◆ PROBLEM TO SOLVE
Please copy each line of the records below that holds the word "expected".

◆ DATA IN THIS EXERCISE
▽
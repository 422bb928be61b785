//! Unified error type for structural analysis and model manipulation.
//!
//! Every failure in this workspace is a deterministic function of model
//! structure, so nothing here is retryable: a pass that returns an error has
//! to be re-run on a freshly rebuilt model.
//!
//! # Example
//!
//! ```ignore
//! use daesort_core::{DaeError, DaeResult};
//!
//! fn prepare(model: &mut OcpModel) -> DaeResult<()> {
//!     model.sort_dae()?;
//!     model.make_explicit()?;
//!     Ok(())
//! }
//! ```

use thiserror::Error;

/// Error type for every daesort operation.
#[derive(Error, Debug, Clone, PartialEq)]
pub enum DaeError {
    /// Equation and variable counts disagree before a pass that needs a square system.
    #[error("{pass}: {equations} equations but {variables} variables")]
    DimensionMismatch {
        pass: &'static str,
        equations: usize,
        variables: usize,
    },

    /// The decomposition found an over- or under-determined part.
    #[error(
        "structurally singular system: {underdetermined} variables in the underdetermined part, {overdetermined} equations in the overdetermined part (first offending equation {equation:?}, variable {variable:?})"
    )]
    StructuralSingularity {
        underdetermined: usize,
        overdetermined: usize,
        equation: Option<usize>,
        variable: Option<usize>,
    },

    /// A block cannot be solved explicitly for its target variables.
    #[error("cannot find an explicit expression for block {block} (equations {first_equation}..{end_equation}), variable(s) {variables:?}")]
    UnsolvableBlock {
        block: usize,
        first_equation: usize,
        end_equation: usize,
        variables: Vec<String>,
    },

    /// A dependent definition still references a dependent variable after elimination.
    #[error("dependent definition {index} ({variable}) still depends on a dependent variable")]
    ResidualDependency { index: usize, variable: String },

    /// A variable category name is not recognized by the registry.
    #[error("unknown variable category '{0}'")]
    UnknownCategory(String),

    /// Differential/algebraic split produced mismatched equation and state counts.
    #[error("inconsistent differential split: {equations} differential equations but {states} differential states")]
    InconsistentSplit { equations: usize, states: usize },

    #[error("variable \"{0}\" has already been added")]
    DuplicateVariable(String),

    #[error("no such variable: \"{0}\"")]
    UnknownVariable(String),

    /// Row or column permutation is not a permutation of `0..len`.
    #[error("invalid {kind} permutation of length {len} for {expected} entries")]
    InvalidPermutation {
        kind: &'static str,
        len: usize,
        expected: usize,
    },

    /// An expression was used where a symbol was required.
    #[error("expression node {0} is not a symbol")]
    NotSymbolic(usize),

    /// Numeric evaluation reached a symbol without a bound value.
    #[error("symbol '{0}' has no value")]
    UnboundSymbol(String),

    /// Two sequences that must have equal length do not.
    #[error("{context}: length {left} does not match length {right}")]
    LengthMismatch {
        context: &'static str,
        left: usize,
        right: usize,
    },
}

impl DaeError {
    /// True for the error kind that `eliminate_algebraic` recovers from.
    pub fn is_unsolvable_block(&self) -> bool {
        matches!(self, DaeError::UnsolvableBlock { .. })
    }
}

/// Convenience type alias for Results using DaeError.
pub type DaeResult<T> = Result<T, DaeError>;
△
◆ OUTPUT FOR THIS TASK
    #[error("invalid {kind} permutation of length {len} for {expected} entries")]
        expected: usize,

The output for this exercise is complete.